◆ **Goal of the exercise**
All lines ahead of the one containing "and replay them." are to be left out; that line and each one after it, through the end of the records below, are to be duplicated exactly.

(Entries taken from a collection)
#####

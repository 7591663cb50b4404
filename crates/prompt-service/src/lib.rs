//! Catalogue-driven prompt execution.
//!
//! Prompts are declared in a JSON catalogue with their input validation and
//! provider overrides. [`PromptService`] validates the caller's data, sends
//! the formatted prompt to OpenAI or Gemini and parses the completion.

pub mod catalog;
pub mod error;
pub mod provider;
pub mod service;
pub mod validation;

pub use catalog::{PromptCatalog, PromptDefinition};
pub use error::PromptError;
pub use provider::{
    create_provider, AiProvider, ProviderConfig, ProviderEndpoints, ProviderKeys, ProviderKind,
    ProviderOverrides,
};
pub use service::{parse_response, PromptInfo, PromptService, ProviderStatus};
pub use validation::{PromptData, Rule, ValidationError, ValidationRules};
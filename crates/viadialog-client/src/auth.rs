//! Bearer token acquisition and refresh.

use crate::error::ApiError;
use crate::types::TokenResponse;
use chrono::{DateTime, Utc};
use reqwest::Client;
use secrecy::{ExposeSecret, SecretString};
use serde_json::json;
use std::sync::Arc;
use std::time::Duration;
use tokio::sync::Mutex;
use tracing::{debug, info, instrument, warn};

const LOGIN_PATH: &str = "/gw/auth/login";

/// Source of the current instant, injectable for tests.
pub trait Clock: Send + Sync {
    fn now(&self) -> DateTime<Utc>;
}

/// Wall clock.
#[derive(Debug, Clone, Copy, Default)]
pub struct SystemClock;

impl Clock for SystemClock {
    fn now(&self) -> DateTime<Utc> {
        Utc::now()
    }
}

/// Credentials exchanged for a bearer token.
#[derive(Clone)]
pub struct Credentials {
    pub username: String,
    password: SecretString,
    pub company: String,
    pub grant_type: String,
    pub slug: String,
}

impl Credentials {
    pub fn new(
        username: impl Into<String>,
        password: impl Into<String>,
        company: impl Into<String>,
        grant_type: impl Into<String>,
        slug: impl Into<String>,
    ) -> Self {
        Self {
            username: username.into(),
            password: SecretString::new(password.into()),
            company: company.into(),
            grant_type: grant_type.into(),
            slug: slug.into(),
        }
    }
}

/// Token lifetime policy.
#[derive(Debug, Clone, Copy)]
pub struct TokenSettings {
    /// Lifetime assumed when the token endpoint declares none.
    pub default_lifetime: Duration,
    /// Tokens are renewed this long before they expire.
    pub safety_margin: Duration,
    /// Timeout of the credential exchange itself.
    pub refresh_timeout: Duration,
}

impl Default for TokenSettings {
    fn default() -> Self {
        Self {
            default_lifetime: Duration::from_secs(3600),
            safety_margin: Duration::from_secs(30),
            refresh_timeout: Duration::from_secs(30),
        }
    }
}

/// Observable token state.
#[derive(Debug, Clone, Copy, PartialEq, Eq)]
pub enum TokenState {
    Unauthenticated,
    Authenticated,
    Expired,
}

struct Token {
    value: SecretString,
    expires_at: DateTime<Utc>,
}

/// Acquires and renews the bearer token.
///
/// The token sits behind an async mutex held across the credential exchange,
/// so concurrent callers never see a value without its expiry and an expired
/// token is renewed once rather than once per caller.
pub struct Authenticator {
    client: Client,
    base_url: String,
    credentials: Credentials,
    settings: TokenSettings,
    clock: Arc<dyn Clock>,
    token: Mutex<Option<Token>>,
}

impl Authenticator {
    pub fn new(
        client: Client,
        base_url: impl Into<String>,
        credentials: Credentials,
        settings: TokenSettings,
    ) -> Self {
        Self {
            client,
            base_url: base_url.into(),
            credentials,
            settings,
            clock: Arc::new(SystemClock),
            token: Mutex::new(None),
        }
    }

    /// Replace the clock used for expiry checks.
    pub fn with_clock(mut self, clock: Arc<dyn Clock>) -> Self {
        self.clock = clock;
        self
    }

    pub async fn state(&self) -> TokenState {
        match self.token.lock().await.as_ref() {
            None => TokenState::Unauthenticated,
            Some(token) if self.is_valid(token) => TokenState::Authenticated,
            Some(_) => TokenState::Expired,
        }
    }

    /// A valid bearer token, exchanging credentials first if needed.
    ///
    /// A failed exchange leaves the authenticator unauthenticated; the next
    /// call tries again.
    pub async fn access_token(&self) -> Result<SecretString, ApiError> {
        let mut guard = self.token.lock().await;

        if let Some(token) = guard.as_ref() {
            if self.is_valid(token) {
                return Ok(token.value.clone());
            }
            debug!(expires_at = %token.expires_at, "Access token expired, re-authenticating");
            *guard = None;
        }

        let token = self.authenticate().await?;
        let value = token.value.clone();
        *guard = Some(token);
        Ok(value)
    }

    /// Drop the current token.
    pub async fn invalidate(&self) {
        *self.token.lock().await = None;
    }

    fn is_valid(&self, token: &Token) -> bool {
        let margin = chrono::Duration::from_std(self.settings.safety_margin)
            .unwrap_or_else(|_| chrono::Duration::zero());
        self.clock.now() < token.expires_at - margin
    }

    #[instrument(skip(self), fields(username = %self.credentials.username))]
    async fn authenticate(&self) -> Result<Token, ApiError> {
        let body = json!({
            "username": self.credentials.username,
            "password": self.credentials.password.expose_secret(),
            "company": self.credentials.company,
            "grant_type": self.credentials.grant_type,
            "slug": self.credentials.slug,
        });

        let response = self
            .client
            .post(format!("{}{}", self.base_url, LOGIN_PATH))
            .timeout(self.settings.refresh_timeout)
            .json(&body)
            .send()
            .await
            .map_err(|e| {
                warn!("Token request failed: {}", e);
                ApiError::authentication(format!("Authentication failed: {}", e)).with_source(e)
            })?;

        let status = response.status();
        if !status.is_success() {
            let message = response.text().await.unwrap_or_else(|e| {
                warn!("Failed to read token endpoint error body: {}", e);
                String::new()
            });
            warn!(%status, "Token endpoint rejected credentials");
            return Err(ApiError::authentication(format!(
                "Authentication failed: HTTP {} - {}",
                status.as_u16(),
                message
            ))
            .with_code(status.as_u16()));
        }

        let token: TokenResponse = response.json().await.map_err(|e| {
            ApiError::authentication(format!("Invalid token response: {}", e)).with_source(e)
        })?;

        let value = token
            .access_token
            .filter(|value| !value.is_empty())
            .ok_or_else(|| ApiError::authentication("Access token missing from response"))?;

        let lifetime = token
            .expires_in
            .filter(|seconds| *seconds > 0)
            .map(chrono::Duration::seconds)
            .or_else(|| chrono::Duration::from_std(self.settings.default_lifetime).ok())
            .unwrap_or_else(|| chrono::Duration::hours(1));
        let expires_at = self.clock.now() + lifetime;

        info!(%expires_at, "Authenticated against ViaDialog");

        Ok(Token {
            value: SecretString::new(value),
            expires_at,
        })
    }
}
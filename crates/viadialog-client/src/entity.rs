//! Provisioning entities: subscriber lines and the services that own them.

use chrono::{DateTime, FixedOffset};

/// Status given to enabled lines when the provider sends none.
pub const STATUS_ACTIVE: &str = "active";
/// Status given to disabled lines when the provider sends none.
pub const STATUS_INACTIVE: &str = "inactive";

/// A single provisioned telephone number (an "SDA" on the provider side).
#[derive(Debug, Clone, PartialEq, Eq)]
pub struct Line {
    id: i64,
    sda_number: String,
    usage: String,
    released_at: DateTime<FixedOffset>,
    enabled: bool,
    number: String,
    status: String,
}

impl Line {
    /// Build a line. A missing `status` is derived from `enabled`.
    pub fn new(
        id: i64,
        sda_number: impl Into<String>,
        usage: impl Into<String>,
        released_at: DateTime<FixedOffset>,
        enabled: bool,
        number: impl Into<String>,
        status: Option<String>,
    ) -> Self {
        let status = status.unwrap_or_else(|| derive_status(enabled).to_string());
        Self {
            id,
            sda_number: sda_number.into(),
            usage: usage.into(),
            released_at,
            enabled,
            number: number.into(),
            status,
        }
    }

    pub fn id(&self) -> i64 {
        self.id
    }

    /// Number as displayed by the provider.
    pub fn sda_number(&self) -> &str {
        &self.sda_number
    }

    pub fn usage(&self) -> &str {
        &self.usage
    }

    pub fn released_at(&self) -> DateTime<FixedOffset> {
        self.released_at
    }

    pub fn is_enabled(&self) -> bool {
        self.enabled
    }

    /// Canonical number. May differ from [`Line::sda_number`].
    pub fn number(&self) -> &str {
        &self.number
    }

    pub fn status(&self) -> &str {
        &self.status
    }

    pub fn is_active(&self) -> bool {
        self.status.eq_ignore_ascii_case(STATUS_ACTIVE)
    }
}

fn derive_status(enabled: bool) -> &'static str {
    if enabled {
        STATUS_ACTIVE
    } else {
        STATUS_INACTIVE
    }
}

/// A named subscription grouping lines.
///
/// The service owns its lines; they carry no reference back to it. Lines can
/// only be appended.
#[derive(Debug, Clone, PartialEq, Eq)]
pub struct Service {
    id: i64,
    label: String,
    product: String,
    enabled: bool,
    lines: Vec<Line>,
}

impl Service {
    pub fn new(id: i64, label: impl Into<String>, product: impl Into<String>, enabled: bool) -> Self {
        Self {
            id,
            label: label.into(),
            product: product.into(),
            enabled,
            lines: Vec::new(),
        }
    }

    pub fn id(&self) -> i64 {
        self.id
    }

    pub fn label(&self) -> &str {
        &self.label
    }

    pub fn product(&self) -> &str {
        &self.product
    }

    pub fn is_enabled(&self) -> bool {
        self.enabled
    }

    /// Append a line, keeping provider order.
    pub fn push_line(&mut self, line: Line) {
        self.lines.push(line);
    }

    pub fn lines(&self) -> &[Line] {
        &self.lines
    }

    /// Find an owned line by its identifier.
    pub fn line(&self, id: i64) -> Option<&Line> {
        self.lines.iter().find(|line| line.id == id)
    }
}
//! Email test dispatch service.
//!
//! Picks recently received emails of a given type from the production mail
//! store and replays them against the incoming-mail endpoint.

pub mod api;
pub mod catalog;
pub mod config;
pub mod dispatch;
pub mod error;
pub mod sink;
pub mod source;

pub use catalog::{EmailType, EmailTypeCatalog, SearchMethod};
pub use config::Config;
pub use dispatch::EmailTestSender;
pub use error::DispatchError;
pub use sink::{EmailSink, HttpEmailSink};
pub use source::{EmailSource, MySqlEmailSource, ReceivedEmail};
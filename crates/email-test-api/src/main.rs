//! Email test service - Entry point.

use email_test_api::{
    api::{create_router, AppState},
    config::Config,
    EmailTestSender, EmailTypeCatalog, HttpEmailSink, MySqlEmailSource,
};
use secrecy::ExposeSecret;
use sqlx::mysql::MySqlPoolOptions;
use std::net::SocketAddr;
use std::sync::Arc;
use tokio::net::TcpListener;
use tracing::{error, info};
use tracing_subscriber::{layer::SubscriberExt, util::SubscriberInitExt, EnvFilter};

#[tokio::main]
async fn main() {
    // Load configuration
    let config = match Config::load() {
        Ok(c) => c,
        Err(e) => {
            eprintln!("Failed to load configuration: {:#}", e);
            std::process::exit(1);
        }
    };

    // Initialize logging
    let filter = EnvFilter::try_from_default_env()
        .unwrap_or_else(|_| EnvFilter::new(&config.log.level));

    tracing_subscriber::registry()
        .with(filter)
        .with(tracing_subscriber::fmt::layer())
        .init();

    info!("Starting email test service");

    let catalog = match EmailTypeCatalog::load(&config.email.types_path) {
        Ok(c) => Arc::new(c),
        Err(e) => {
            error!("Failed to load email types: {}", e);
            std::process::exit(1);
        }
    };

    let pool = match MySqlPoolOptions::new()
        .max_connections(config.database.max_connections)
        .connect(config.database.url.expose_secret())
        .await
    {
        Ok(p) => p,
        Err(e) => {
            error!("Failed to connect to the mail store: {}", e);
            std::process::exit(1);
        }
    };
    info!("Mail store connection pool created");

    let sink = match HttpEmailSink::new(
        config.email.incoming_url.clone(),
        config.email.default_to.clone(),
        config.email.default_from.clone(),
        config.email.timeout,
    ) {
        Ok(s) => s,
        Err(e) => {
            error!("Failed to create email sink: {}", e);
            std::process::exit(1);
        }
    };

    let source = MySqlEmailSource::new(pool.clone(), catalog.clone());
    let sender = EmailTestSender::new(Arc::new(source), Arc::new(sink))
        .with_interval(config.email.send_interval);

    let app = create_router(AppState::new(sender, catalog));

    // Bind to address
    let addr = SocketAddr::new(
        config.server.listen_addr.parse().unwrap_or([0, 0, 0, 0].into()),
        config.server.port,
    );

    info!("Listening on {}", addr);

    let listener = match TcpListener::bind(addr).await {
        Ok(l) => l,
        Err(e) => {
            error!("Failed to bind to {}: {}", addr, e);
            std::process::exit(1);
        }
    };

    // Run server
    let served = axum::serve(listener, app)
        .with_graceful_shutdown(async {
            tokio::signal::ctrl_c().await.ok();
            info!("Shutdown requested");
        })
        .await;

    pool.close().await;

    if let Err(e) = served {
        error!("Server error: {}", e);
        std::process::exit(1);
    }
}
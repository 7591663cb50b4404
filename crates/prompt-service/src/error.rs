//! Prompt execution errors.

use crate::validation::ValidationError;
use thiserror::Error;

#[derive(Error, Debug)]
pub enum PromptError {
    #[error("Prompt '{0}' not found")]
    UnknownPrompt(String),

    #[error(transparent)]
    Validation(#[from] ValidationError),

    #[error("Unknown provider: {0}")]
    UnknownProvider(String),

    /// Missing API key or other setup.
    #[error("Provider not configured: {0}")]
    NotConfigured(String),

    #[error("Prompt catalogue error: {0}")]
    Catalog(String),

    #[error("HTTP error: {0}")]
    Http(#[from] reqwest::Error),

    #[error("API error: {status} - {message}")]
    Api { status: u16, message: String },

    #[error("JSON error: {0}")]
    Json(#[from] serde_json::Error),

    #[error("Empty response from AI service")]
    EmptyResponse,

    #[error("Empty prompt")]
    EmptyPrompt,
}
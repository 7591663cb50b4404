//! API request and response types.

use crate::dispatch::MAX_QUANTITY;
use crate::error::DispatchError;
use serde::Serialize;
use serde_json::Value;
use std::collections::BTreeMap;

const DEFAULT_QUANTITY: u32 = 1;
const DEFAULT_DAYS: u32 = 20;

/// Validated body of `POST /api/send-emails`.
#[derive(Debug, Clone, PartialEq, Eq)]
pub struct SendEmailsRequest {
    pub email_type: String,
    pub quantity: u32,
    pub days: u32,
}

impl SendEmailsRequest {
    /// Parse and validate a raw body.
    ///
    /// Checks run in order and the first failure wins: JSON syntax, then
    /// `email_type`, then `quantity`, then `days`.
    pub fn parse(body: &[u8]) -> Result<Self, DispatchError> {
        let value: Value = serde_json::from_slice(body)?;
        let Value::Object(fields) = value else {
            return Err(DispatchError::InvalidJson("expected a JSON object".into()));
        };

        let email_type = match fields.get("email_type") {
            None | Some(Value::Null) => {
                return Err(DispatchError::validation(
                    "email_type",
                    "required",
                    "The email_type parameter is required",
                ))
            }
            Some(Value::String(s)) if !s.trim().is_empty() => s.trim().to_string(),
            Some(_) => {
                return Err(DispatchError::validation(
                    "email_type",
                    "string",
                    "The email_type parameter must be a non-empty string",
                ))
            }
        };

        let quantity = match integer(fields.get("quantity"), "quantity")? {
            None => DEFAULT_QUANTITY,
            Some(q) if (1..=i64::from(MAX_QUANTITY)).contains(&q) => q as u32,
            Some(_) => {
                return Err(DispatchError::validation(
                    "quantity",
                    "range",
                    format!("Quantity must be between 1 and {}", MAX_QUANTITY),
                ))
            }
        };

        let days = match integer(fields.get("days"), "days")? {
            None => DEFAULT_DAYS,
            Some(d) => d.clamp(1, i64::from(u32::MAX)) as u32,
        };

        Ok(Self {
            email_type,
            quantity,
            days,
        })
    }
}

/// An integer given as a JSON number or a numeric string.
fn integer(value: Option<&Value>, field: &'static str) -> Result<Option<i64>, DispatchError> {
    let parsed = match value {
        None | Some(Value::Null) => return Ok(None),
        Some(Value::Number(n)) => n.as_i64(),
        Some(Value::String(s)) => s.trim().parse::<i64>().ok(),
        Some(_) => None,
    };

    parsed.map(Some).ok_or_else(|| {
        DispatchError::validation(field, "integer", format!("The {} parameter must be an integer", field))
    })
}

/// Health check response.
#[derive(Debug, Serialize)]
pub struct HealthResponse {
    pub status: String,
}

/// Available email types, key to label.
#[derive(Debug, Serialize)]
pub struct EmailTypesResponse {
    pub types: BTreeMap<String, String>,
}
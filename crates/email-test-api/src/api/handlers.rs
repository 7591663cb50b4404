//! HTTP request handlers.

use super::types::{EmailTypesResponse, HealthResponse, SendEmailsRequest};
use super::AppState;
use crate::dispatch::DispatchReport;
use crate::error::DispatchError;
use axum::{body::Bytes, extract::State, http::StatusCode, Json};
use tracing::{error, info, warn};

/// Health check endpoint.
pub async fn health() -> Json<HealthResponse> {
    Json(HealthResponse {
        status: "ok".to_string(),
    })
}

/// Fetch stored emails of a type and replay them.
pub async fn send_emails(
    State(state): State<AppState>,
    body: Bytes,
) -> Result<Json<DispatchReport>, DispatchError> {
    let request = SendEmailsRequest::parse(&body).inspect_err(|e| {
        warn!("Rejected send-emails request: {}", e);
    })?;

    info!(
        email_type = %request.email_type,
        quantity = request.quantity,
        days = request.days,
        "Send-emails request received"
    );

    let report = state
        .sender
        .fetch_and_send(&request.email_type, request.quantity, request.days)
        .await
        .inspect_err(|e| error!(email_type = %request.email_type, "Dispatch failed: {}", e))?;

    Ok(Json(report))
}

/// Email types the service knows about.
pub async fn email_types(State(state): State<AppState>) -> Json<EmailTypesResponse> {
    let types = state
        .catalog
        .labels()
        .into_iter()
        .map(|(key, label)| (key.to_string(), label.to_string()))
        .collect();

    Json(EmailTypesResponse { types })
}

/// Bare OPTIONS requests; CORS headers come from the CORS layer.
pub async fn preflight() -> StatusCode {
    StatusCode::OK
}

pub async fn method_not_allowed() -> DispatchError {
    DispatchError::MethodNotAllowed
}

#####

◆ **Finished exercise**
/// Fetch stored emails of a type and replay them.
pub async fn send_emails(
    State(state): State<AppState>,
    body: Bytes,
) -> Result<Json<DispatchReport>, DispatchError> {
    let request = SendEmailsRequest::parse(&body).inspect_err(|e| {
        warn!("Rejected send-emails request: {}", e);
    })?;

    info!(
        email_type = %request.email_type,
        quantity = request.quantity,
        days = request.days,
        "Send-emails request received"
    );

    let report = state
        .sender
        .fetch_and_send(&request.email_type, request.quantity, request.days)
        .await
        .inspect_err(|e| error!(email_type = %request.email_type, "Dispatch failed: {}", e))?;

    Ok(Json(report))
}

/// Email types the service knows about.
pub async fn email_types(State(state): State<AppState>) -> Json<EmailTypesResponse> {
    let types = state
        .catalog
        .labels()
        .into_iter()
        .map(|(key, label)| (key.to_string(), label.to_string()))
        .collect();

    Json(EmailTypesResponse { types })
}

/// Bare OPTIONS requests; CORS headers come from the CORS layer.
pub async fn preflight() -> StatusCode {
    StatusCode::OK
}

pub async fn method_not_allowed() -> DispatchError {
    DispatchError::MethodNotAllowed
}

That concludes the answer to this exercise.